The comparison I keep making in my head is that of John Grisham, Michael Crichton, and Dan Brown. Perhaps more Grisham and Brown than Crichton, but his name continues to surface in my thoughts. The comparison I am making is of authors writing fairly straight forward, clean, and fast paced novels that hook a reader early and pull them along the story. Flint is a bit heavy handed in presenting the values and perspectives of the various characters in 1632. There is very little subtlety here. The focus is on storytelling and engaging the reader with an up front and entertaining story.  That's what Eric Flint has done with 1632.  It won't be confused with more literary science fiction, but then, it doesn't need to. 1632 accomplishes exactly what it has set out to do, which is tell a damned fun and entertaining story.

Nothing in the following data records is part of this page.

//! JSON-lines entry records.
//!
//! Each non-blank line is one object:
//!
//! ```json
//! {"loc": "https://www.example.com/", "lastmod": "2024-01-01", "changefreq": "daily",
//!  "priority": 0.8, "images": [{"loc": "https://www.example.com/a.jpg", "title": "A"}],
//!  "news": {"title": "Launch", "publication": {"name": "Example Times", "language": "en"},
//!           "publication_date": "2024-01-01T09:00:00Z", "keywords": ["space"],
//!           "genres": ["Blog"], "access": "Subscription"}}
//! ```

use serde::Deserialize;
use sitemapgen::{
    ChangeFrequency, Image, NewsAccess, NewsGenre, NewsUrlOptions, Publication, SitemapError,
    SitemapUrl, Url, UrlError, UrlOptions,
};
use sitemapgen_dates::{DateError, W3cDateFormat};

/// Why one input line could not become a sitemap entry.
#[derive(Debug, thiserror::Error)]
pub(crate) enum EntryError {
    #[error("invalid JSON: {0}")]
    Json(#[from] serde_json::Error),

    #[error("{0}")]
    Url(#[from] UrlError),

    #[error("{0}")]
    Date(#[from] DateError),

    #[error("{0}")]
    Sitemap(#[from] SitemapError),
}

#[derive(Debug, Deserialize)]
#[serde(deny_unknown_fields)]
struct EntryRecord {
    loc: String,
    lastmod: Option<String>,
    changefreq: Option<String>,
    priority: Option<f64>,
    news: Option<NewsRecord>,
    #[serde(default)]
    images: Vec<ImageRecord>,
}

#[derive(Debug, Deserialize)]
#[serde(deny_unknown_fields)]
struct NewsRecord {
    title: String,
    publication: PublicationRecord,
    publication_date: String,
    #[serde(default)]
    keywords: Vec<String>,
    #[serde(default)]
    genres: Vec<String>,
    access: Option<String>,
}

#[derive(Debug, Deserialize)]
#[serde(deny_unknown_fields)]
struct PublicationRecord {
    name: String,
    language: String,
}

#[derive(Debug, Deserialize)]
#[serde(deny_unknown_fields)]
struct ImageRecord {
    loc: String,
    caption: Option<String>,
    title: Option<String>,
    geo_location: Option<String>,
    license: Option<String>,
}

/// Parse one JSON line into an entry, reading timestamps with `dates`.
pub(crate) fn parse_entry(line: &str, dates: &W3cDateFormat) -> Result<SitemapUrl, EntryError> {
    let record: EntryRecord = serde_json::from_str(line)?;

    let images = record
        .images
        .into_iter()
        .map(ImageRecord::into_image)
        .collect::<Result<Vec<_>, _>>()?;
    let last_modified = record.lastmod.map(|s| dates.parse(&s)).transpose()?;
    let change_frequency = record
        .changefreq
        .map(|s| s.parse::<ChangeFrequency>())
        .transpose()?;

    let Some(news) = record.news else {
        let mut options = UrlOptions::new(&record.loc)?.images(images);
        if let Some(last_modified) = last_modified {
            options = options.last_modified(last_modified);
        }
        if let Some(change_frequency) = change_frequency {
            options = options.change_frequency(change_frequency);
        }
        if let Some(priority) = record.priority {
            options = options.priority(priority);
        }
        return Ok(options.build()?);
    };

    let publication = Publication::new(news.publication.name, &news.publication.language)?;
    let genres = news
        .genres
        .iter()
        .map(|s| s.parse::<NewsGenre>())
        .collect::<Result<Vec<_>, _>>()?;
    let mut options = NewsUrlOptions::new(
        news.title,
        &record.loc,
        publication,
        dates.parse(&news.publication_date)?,
    )?
    .keywords(news.keywords)
    .genres(genres)
    .images(images);
    if let Some(access) = news.access {
        options = options.access(access.parse::<NewsAccess>()?);
    }
    if let Some(last_modified) = last_modified {
        options = options.last_modified(last_modified);
    }
    if let Some(change_frequency) = change_frequency {
        options = options.change_frequency(change_frequency);
    }
    if let Some(priority) = record.priority {
        options = options.priority(priority);
    }
    Ok(options.build()?)
}

impl ImageRecord {
    fn into_image(self) -> Result<Image, UrlError> {
        let mut image = Image::new(&self.loc)?;
        if let Some(caption) = self.caption {
            image = image.caption(caption);
        }
        if let Some(title) = self.title {
            image = image.title(title);
        }
        if let Some(geo_location) = self.geo_location {
            image = image.geo_location(geo_location);
        }
        if let Some(license) = self.license {
            image = image.license(Url::parse(&license)?);
        }
        Ok(image)
    }
}
//! Mock destination implementation for testing.
//!
//! Provides [`MockDestination`] for unit testing without filesystem access.

use std::collections::HashSet;
use std::io::{self, Read, Write};
use std::sync::{Arc, RwLock};

use flate2::read::GzDecoder;

use crate::compress::{Compression, Counting, Encoder};
use crate::storage::{Destination, Sink, StorageError, StorageErrorKind, Written, validate_name};

const BACKEND: &str = "Mock";

#[derive(Debug, Clone)]
struct MockFile {
    name: String,
    bytes: Vec<u8>,
    compression: Compression,
}

/// In-memory destination for testing.
///
/// Files become visible once their sink is finished. Reopening a name replaces
/// the earlier file but keeps its position in [`MockDestination::names`].
///
/// # Example
///
/// ```ignore
/// use sitemapgen_storage::{Compression, Destination, MockDestination};
///
/// let destination = MockDestination::new().fail_on("sitemap2.xml");
/// let mut sink = destination.open("sitemap1.xml", Compression::None).unwrap();
/// sink.write_all(b"<urlset/>").unwrap();
/// sink.finish().unwrap();
///
/// assert_eq!(destination.read_to_string("sitemap1.xml").unwrap(), "<urlset/>");
/// assert!(destination.open("sitemap2.xml", Compression::None).is_err());
/// ```
#[derive(Debug, Default, Clone)]
pub struct MockDestination {
    files: Arc<RwLock<Vec<MockFile>>>,
    failing: Arc<RwLock<HashSet<String>>>,
}

impl MockDestination {
    /// Create a new empty mock destination.
    #[must_use]
    pub fn new() -> Self {
        Self::default()
    }

    /// Make [`Destination::open`] fail with `PermissionDenied` for `name`.
    ///
    /// # Panics
    ///
    /// Panics if the internal lock is poisoned.
    #[must_use]
    pub fn fail_on(self, name: impl Into<String>) -> Self {
        self.failing.write().unwrap().insert(name.into());
        self
    }

    /// Names of finished files, in the order they were first written.
    ///
    /// # Panics
    ///
    /// Panics if the internal lock is poisoned.
    #[must_use]
    pub fn names(&self) -> Vec<String> {
        self.files
            .read()
            .unwrap()
            .iter()
            .map(|f| f.name.clone())
            .collect()
    }

    /// Raw stored bytes of a finished file.
    ///
    /// # Panics
    ///
    /// Panics if the internal lock is poisoned.
    #[must_use]
    pub fn file(&self, name: &str) -> Option<Vec<u8>> {
        self.files
            .read()
            .unwrap()
            .iter()
            .find(|f| f.name == name)
            .map(|f| f.bytes.clone())
    }

    /// Contents of a finished file as text, decompressed if it was gzipped.
    ///
    /// # Panics
    ///
    /// Panics if the internal lock is poisoned or the contents are not
    /// valid (optionally gzipped) UTF-8.
    #[must_use]
    pub fn read_to_string(&self, name: &str) -> Option<String> {
        let files = self.files.read().unwrap();
        let file = files.iter().find(|f| f.name == name)?;
        let mut text = String::new();
        let decoded = match file.compression {
            Compression::None => file.bytes.as_slice().read_to_string(&mut text),
            Compression::Gzip => GzDecoder::new(file.bytes.as_slice()).read_to_string(&mut text),
        };
        decoded.unwrap();
        Some(text)
    }

    fn store(&self, file: MockFile) {
        let mut files = self.files.write().unwrap();
        match files.iter_mut().find(|f| f.name == file.name) {
            Some(existing) => *existing = file,
            None => files.push(file),
        }
    }
}

impl Destination for MockDestination {
    fn open(&self, name: &str, compression: Compression) -> Result<Box<dyn Sink>, StorageError> {
        validate_name(name).map_err(|e| e.with_backend(BACKEND))?;
        if self.failing.read().unwrap().contains(name) {
            return Err(StorageError::new(StorageErrorKind::PermissionDenied)
                .with_path(name)
                .with_backend(BACKEND));
        }

        Ok(Box::new(MockSink {
            name: name.to_owned(),
            compression,
            encoder: Encoder::new(Counting::new(Vec::new()), compression),
            destination: self.clone(),
        }))
    }

    fn backend(&self) -> &'static str {
        BACKEND
    }
}

struct MockSink {
    name: String,
    compression: Compression,
    encoder: Encoder<Counting<Vec<u8>>>,
    destination: MockDestination,
}

impl Write for MockSink {
    fn write(&mut self, buf: &[u8]) -> io::Result<usize> {
        self.encoder.write(buf)
    }

    fn flush(&mut self) -> io::Result<()> {
        self.encoder.flush()
    }
}

impl Sink for MockSink {
    fn finish(self: Box<Self>) -> Result<Written, StorageError> {
        let Self {
            name,
            compression,
            encoder,
            destination,
        } = *self;
        let (bytes, count) = encoder
            .finish()
            .map_err(|e| StorageError::io(e, None).with_backend(BACKEND))?
            .into_parts();

        destination.store(MockFile {
            name: name.clone(),
            bytes,
            compression,
        });
        Ok(Written {
            name,
            path: None,
            bytes: count,
        })
    }
}
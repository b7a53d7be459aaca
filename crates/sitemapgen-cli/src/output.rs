//! Colored terminal output utilities.

use console::{Style, Term};

/// Terminal output formatter, writing to stderr.
pub(crate) struct Output {
    term: Term,
    green: Style,
    yellow: Style,
    red: Style,
    cyan_bold: Style,
    dim: Style,
}

impl Output {
    #[must_use]
    pub(crate) fn new() -> Self {
        Self {
            term: Term::stderr(),
            green: Style::new().green(),
            yellow: Style::new().yellow(),
            red: Style::new().red(),
            cyan_bold: Style::new().cyan().bold(),
            dim: Style::new().dim(),
        }
    }

    /// Print an info message.
    pub(crate) fn info(&self, msg: &str) {
        let _ = self.term.write_line(msg);
    }

    /// Print a success message (green).
    pub(crate) fn success(&self, msg: &str) {
        let _ = self.term.write_line(&self.green.apply_to(msg).to_string());
    }

    /// Print a warning message (yellow).
    pub(crate) fn warning(&self, msg: &str) {
        let _ = self.term.write_line(&self.yellow.apply_to(msg).to_string());
    }

    /// Print an error message (red).
    pub(crate) fn error(&self, msg: &str) {
        let _ = self.term.write_line(&self.red.apply_to(msg).to_string());
    }

    /// Print one written file: name highlighted, details dimmed.
    pub(crate) fn file(&self, name: &str, details: &str) {
        let _ = self.term.write_line(&format!(
            "  {} {}",
            self.cyan_bold.apply_to(name),
            self.dim.apply_to(details)
        ));
    }
}
//! Configuration management for sitemapgen.
//!
//! Parses `sitemap.toml` configuration files with serde and provides
//! auto-discovery of config files in parent directories.
//!
//! CLI settings can be applied during load via [`CliSettings`].
//!
//! ## Environment Variable Expansion
//!
//! String configuration values support environment variable expansion:
//!
//! - `${VAR}` - expands to the value of VAR, errors if unset
//! - `${VAR:-default}` - expands to VAR if set, otherwise uses default
//!
//! Expanded fields:
//! - `site.base_url`
//! - `output.dir`

mod expand;

use serde::Deserialize;
use sitemapgen::{GeneratorOptions, MAX_SITEMAP_BYTES, MAX_URLS_PER_SITEMAP};
use sitemapgen_dates::{Precision, W3cDateFormat, parse_offset};
use sitemapgen_storage::Compression;
use std::path::{Path, PathBuf};

/// CLI settings that override configuration file values.
///
/// All fields are optional. Only non-None values override the loaded config.
#[derive(Debug, Default)]
pub struct CliSettings {
    /// Override site base URL.
    pub base_url: Option<String>,
    /// Override output directory.
    pub output_dir: Option<PathBuf>,
    /// Override gzip flag.
    pub gzip: Option<bool>,
    /// Override URLs per sitemap file.
    pub max_urls: Option<usize>,
}

/// Configuration filename to search for.
const CONFIG_FILENAME: &str = "sitemap.toml";

/// Application configuration.
#[derive(Debug, Deserialize)]
#[serde(default)]
pub struct Config {
    /// Site configuration.
    pub site: SiteConfig,
    /// Output configuration (directory is a relative string from TOML).
    output: OutputConfigRaw,
    /// Per-file limits and multi-file behavior.
    pub limits: LimitsConfig,
    /// Timestamp formatting.
    pub dates: DatesConfig,

    /// Resolved output configuration (set after loading).
    #[serde(skip)]
    pub output_resolved: OutputConfig,
    /// Path to the config file (set after loading).
    #[serde(skip)]
    pub config_path: Option<PathBuf>,
}

impl Default for Config {
    fn default() -> Self {
        Self::default_with_base(Path::new("."))
    }
}

/// Site configuration.
#[derive(Debug, Default, Deserialize)]
#[serde(default)]
pub struct SiteConfig {
    /// Base URL every sitemap entry must live under.
    pub base_url: String,
}

/// Raw output configuration as parsed from TOML (paths as strings).
#[derive(Debug, Deserialize, Default)]
#[serde(default)]
struct OutputConfigRaw {
    dir: Option<String>,
    gzip: Option<bool>,
    file_name_prefix: Option<String>,
    index_separator: Option<String>,
    index_file_name: Option<String>,
}

/// Resolved output configuration with absolute paths.
#[derive(Debug)]
pub struct OutputConfig {
    /// Directory sitemap files are written to.
    pub dir: PathBuf,
    /// Whether sitemap files are gzipped.
    pub gzip: bool,
    /// File name stem.
    pub file_name_prefix: String,
    /// Text between stem and number for multi-file output.
    pub index_separator: String,
    /// File name of the sitemap index.
    pub index_file_name: String,
}

impl Default for OutputConfig {
    fn default() -> Self {
        let defaults = GeneratorOptions::default();
        Self {
            dir: PathBuf::from("."),
            gzip: false,
            file_name_prefix: defaults.file_name_prefix,
            index_separator: defaults.index_separator,
            index_file_name: defaults.index_file_name,
        }
    }
}

/// Limits configuration.
#[derive(Debug, Deserialize)]
#[serde(default)]
pub struct LimitsConfig {
    /// URLs per sitemap file.
    pub max_urls: usize,
    /// Write an empty sitemap when no URLs are given.
    pub allow_empty: bool,
    /// Split output into several files.
    pub allow_multiple: bool,
    /// Write a sitemap index for multi-file output.
    pub auto_index: bool,
}

impl Default for LimitsConfig {
    fn default() -> Self {
        Self {
            max_urls: MAX_URLS_PER_SITEMAP,
            allow_empty: false,
            allow_multiple: true,
            auto_index: true,
        }
    }
}

/// Timestamp formatting configuration.
#[derive(Debug, Deserialize)]
#[serde(default)]
pub struct DatesConfig {
    /// Precision name (`auto`, `year`, `month`, `day`, `minute`, `second`, `millisecond`).
    pub precision: String,
    /// Zone designator, `Z` or `+hh:mm`.
    pub timezone: String,
}

impl Default for DatesConfig {
    fn default() -> Self {
        Self {
            precision: "auto".to_owned(),
            timezone: "Z".to_owned(),
        }
    }
}

impl DatesConfig {
    /// Build the timestamp formatter described by this section.
    ///
    /// # Errors
    ///
    /// Returns `ConfigError::Validation` for an unknown precision or a
    /// malformed zone designator.
    pub fn date_format(&self) -> Result<W3cDateFormat, ConfigError> {
        let precision: Precision = self
            .precision
            .parse()
            .map_err(|e| ConfigError::Validation(format!("dates.precision: {e}")))?;
        let offset = parse_offset(&self.timezone)
            .map_err(|e| ConfigError::Validation(format!("dates.timezone: {e}")))?;
        Ok(W3cDateFormat::new(precision).with_offset(offset))
    }
}

/// Configuration error.
#[derive(Debug, thiserror::Error)]
pub enum ConfigError {
    /// File not found.
    #[error("Configuration file not found: {}", .0.display())]
    NotFound(PathBuf),
    /// I/O error.
    #[error("I/O error: {0}")]
    Io(#[from] std::io::Error),
    /// TOML parsing error.
    #[error("TOML parse error: {0}")]
    Parse(#[from] toml::de::Error),
    /// Validation error.
    #[error("Configuration error: {0}")]
    Validation(String),
    /// Environment variable error during expansion.
    #[error("Environment variable error in {field}: {message}")]
    EnvVar {
        /// Config field path (e.g., "`site.base_url`").
        field: String,
        /// Error message (e.g., "${`SITE_URL`} not set").
        message: String,
    },
}

/// Require a string field to be non-empty.
fn require_non_empty(value: &str, field: &str) -> Result<(), ConfigError> {
    if value.is_empty() {
        return Err(ConfigError::Validation(format!("{field} cannot be empty")));
    }
    Ok(())
}

/// Require a URL field to use http:// or https:// scheme.
fn require_http_url(url: &str, field: &str) -> Result<(), ConfigError> {
    if !url.starts_with("http://") && !url.starts_with("https://") {
        return Err(ConfigError::Validation(format!(
            "{field} must start with http:// or https://"
        )));
    }
    Ok(())
}

/// Require a file name field to be a single path component.
fn require_file_name(value: &str, field: &str) -> Result<(), ConfigError> {
    require_non_empty(value, field)?;
    if value.contains(['/', '\\']) {
        return Err(ConfigError::Validation(format!(
            "{field} must be a file name, not a path"
        )));
    }
    Ok(())
}

impl Config {
    /// Load configuration from file with optional CLI settings.
    ///
    /// If `config_path` is provided, loads from that file.
    /// Otherwise, searches for `sitemap.toml` in current directory and parents.
    ///
    /// CLI settings are applied after loading and path resolution, allowing CLI
    /// arguments to take precedence over config file values. The result is
    /// validated last, so a base URL may come from the CLI alone.
    ///
    /// # Errors
    ///
    /// Returns error if explicit `config_path` doesn't exist, parsing fails or
    /// the final configuration is invalid.
    pub fn load(
        config_path: Option<&Path>,
        cli_settings: Option<&CliSettings>,
    ) -> Result<Self, ConfigError> {
        let mut config = if let Some(path) = config_path {
            if !path.exists() {
                return Err(ConfigError::NotFound(path.to_path_buf()));
            }
            Self::load_from_file(path)?
        } else if let Some(discovered) = Self::discover_config() {
            Self::load_from_file(&discovered)?
        } else {
            Self::default_with_cwd()
        };

        if let Some(settings) = cli_settings {
            config.apply_cli_settings(settings);
        }

        config.validate()?;
        Ok(config)
    }

    /// Apply CLI settings to the configuration.
    fn apply_cli_settings(&mut self, settings: &CliSettings) {
        if let Some(base_url) = &settings.base_url {
            self.site.base_url.clone_from(base_url);
        }
        if let Some(output_dir) = &settings.output_dir {
            self.output_resolved.dir.clone_from(output_dir);
        }
        if let Some(gzip) = settings.gzip {
            self.output_resolved.gzip = gzip;
        }
        if let Some(max_urls) = settings.max_urls {
            self.limits.max_urls = max_urls;
        }
    }

    /// Generator settings described by this configuration.
    ///
    /// # Errors
    ///
    /// Returns `ConfigError::Validation` if the `[dates]` section is invalid.
    pub fn generator_options(&self) -> Result<GeneratorOptions, ConfigError> {
        Ok(GeneratorOptions {
            max_urls: self.limits.max_urls,
            max_bytes: MAX_SITEMAP_BYTES,
            allow_empty: self.limits.allow_empty,
            allow_multiple: self.limits.allow_multiple,
            auto_index: self.limits.auto_index,
            compression: if self.output_resolved.gzip {
                Compression::Gzip
            } else {
                Compression::None
            },
            file_name_prefix: self.output_resolved.file_name_prefix.clone(),
            index_separator: self.output_resolved.index_separator.clone(),
            index_file_name: self.output_resolved.index_file_name.clone(),
            date_format: self.dates.date_format()?,
        })
    }

    /// Search for config file in current directory and parents.
    fn discover_config() -> Option<PathBuf> {
        let mut current = std::env::current_dir().ok()?;
        loop {
            let candidate = current.join(CONFIG_FILENAME);
            if candidate.exists() {
                return Some(candidate);
            }
            if !current.pop() {
                return None;
            }
        }
    }

    /// Create default config with paths relative to current working directory.
    fn default_with_cwd() -> Self {
        let cwd = std::env::current_dir().unwrap_or_default();
        Self::default_with_base(&cwd)
    }

    /// Create default config with paths relative to given base directory.
    fn default_with_base(base: &Path) -> Self {
        Self {
            site: SiteConfig::default(),
            output: OutputConfigRaw::default(),
            limits: LimitsConfig::default(),
            dates: DatesConfig::default(),
            output_resolved: OutputConfig {
                dir: base.to_path_buf(),
                ..OutputConfig::default()
            },
            config_path: None,
        }
    }

    /// Load configuration from a specific file.
    fn load_from_file(path: &Path) -> Result<Self, ConfigError> {
        let content = std::fs::read_to_string(path)?;
        let mut config: Self = toml::from_str(&content)?;

        // Expand environment variables before path resolution
        config.expand_env_vars()?;

        let config_dir = path.parent().unwrap_or(Path::new("."));
        config.resolve_paths(config_dir);
        config.config_path = Some(path.to_path_buf());

        Ok(config)
    }

    /// Validate configuration values.
    ///
    /// Called automatically at the end of [`Config::load`].
    ///
    /// # Errors
    ///
    /// Returns `ConfigError::Validation` if any validation fails.
    pub fn validate(&self) -> Result<(), ConfigError> {
        self.validate_site()?;
        self.validate_output()?;
        self.validate_limits()?;
        self.dates.date_format()?;
        Ok(())
    }

    fn validate_site(&self) -> Result<(), ConfigError> {
        require_non_empty(&self.site.base_url, "site.base_url")?;
        require_http_url(&self.site.base_url, "site.base_url")?;
        Ok(())
    }

    fn validate_output(&self) -> Result<(), ConfigError> {
        require_file_name(&self.output_resolved.file_name_prefix, "output.file_name_prefix")?;
        require_file_name(&self.output_resolved.index_file_name, "output.index_file_name")?;
        if self.output_resolved.index_separator.contains(['/', '\\']) {
            return Err(ConfigError::Validation(
                "output.index_separator cannot contain path separators".to_owned(),
            ));
        }
        Ok(())
    }

    fn validate_limits(&self) -> Result<(), ConfigError> {
        let max_urls = self.limits.max_urls;
        if max_urls == 0 {
            return Err(ConfigError::Validation(
                "limits.max_urls must be greater than 0".to_owned(),
            ));
        }
        if max_urls > MAX_URLS_PER_SITEMAP {
            return Err(ConfigError::Validation(format!(
                "limits.max_urls cannot exceed {MAX_URLS_PER_SITEMAP}"
            )));
        }
        Ok(())
    }

    /// Expand environment variable references in configuration strings.
    fn expand_env_vars(&mut self) -> Result<(), ConfigError> {
        self.site.base_url = expand::expand_env(&self.site.base_url, "site.base_url")?;

        if let Some(ref dir) = self.output.dir {
            self.output.dir = Some(expand::expand_env(dir, "output.dir")?);
        }

        Ok(())
    }

    /// Resolve relative paths to absolute paths based on config directory.
    fn resolve_paths(&mut self, config_dir: &Path) {
        let defaults = OutputConfig::default();
        let output = &self.output;
        self.output_resolved = OutputConfig {
            dir: config_dir.join(output.dir.as_deref().unwrap_or(".")),
            gzip: output.gzip.unwrap_or(defaults.gzip),
            file_name_prefix: output
                .file_name_prefix
                .clone()
                .unwrap_or(defaults.file_name_prefix),
            index_separator: output
                .index_separator
                .clone()
                .unwrap_or(defaults.index_separator),
            index_file_name: output
                .index_file_name
                .clone()
                .unwrap_or(defaults.index_file_name),
        };
    }
}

Readers can imagine what might happen if a community of modern Americans are dropped almost four centuries into the past, especially if it is a community of Americans who are used to adapting to difficult situations. To crib off a review from Jay Garmon
"the tone is relentlessly positive, celebrating honest, hardworking folk of two eras who come together to make a better world. In lesser hands, this would come off as jingoistic claptrap, but Flint succeeds at making the whole adventure palatable by populating his tale with thoughtful, likeable, fallible characters with well drawn motivations."

1632 is a very American novel, but it is American in the best ideals of the nation. The men and women of Grantville and the local United Mine Workers of America rally together to both make their way in this new / old world, but also through the strength and vision of Mike Stearns, the local UMWA president, to build a better new / old world for where they are at.  It is American in that the ideals of social and class equality are given a real chance to succeed in a setting which scarcely understands the concept.  Whether it will end up as the more perfect union is another matter, and probably will be answered as the series progresses.

The novel is a touch bloodthirsty as it moves along, but given where and when Grantville was dropped, perhaps this is to be expected. I'm not saying that this is a bug, however, since the overall rampant optimism of the novel's tone and the perspective of the Americans is a driving force. One can certainly draw a parallel between bloodthirstiness and Americans in general, and heaven knows that I certainly enjoy movies and books where stuff "blows up real good", but it is still worth noting here.  One thing in which I am quite curious for how the series as a whole will progress is whether the implications of that violence and bloodthirstiness will hit home on the characters.  I don't mean in terms of the over arcing story or the political situation because it is clear by the conclusion that yes, Grantville's presence and actions will have a rippling effect. What I'm talking about is rather the personal consequences. There is a cheerleader turned world's deadliest sniper in 1632, and while the town in general references a bit of its "hillbilly" and back country nature, there is a world of difference between hunting animals and killing men. This is briefly addressed and, if I may, shot down by said cheerleader, but how does the number of men she personally kills over the course of 1632 impact her?  How does the killing impact the others?  It is necessary here because in 1632 the killing is quite literally a case of kill or be killed, but how does this affect the various population of Grantville. It must, given that they grew up in a very different culture with a very different way of life and expectations than the one they are now stuck living in.  The people of Grantville are pragmatic, sure, but all of this is still a major change. Hopefully this is something Flint addresses in future novels or stories.

As for 1632, it is one heck of an entertaining read and is a novel I have not wanted to put down since I started. It is great fun and one of my more pleasant surprises in recent weeks.  I have every intention of continuing with the series, though I'll be referencing that reader's guide to make sure I'm working through in a more orderly manner. 

1632 is available as a free ebook in the Baen Free Library.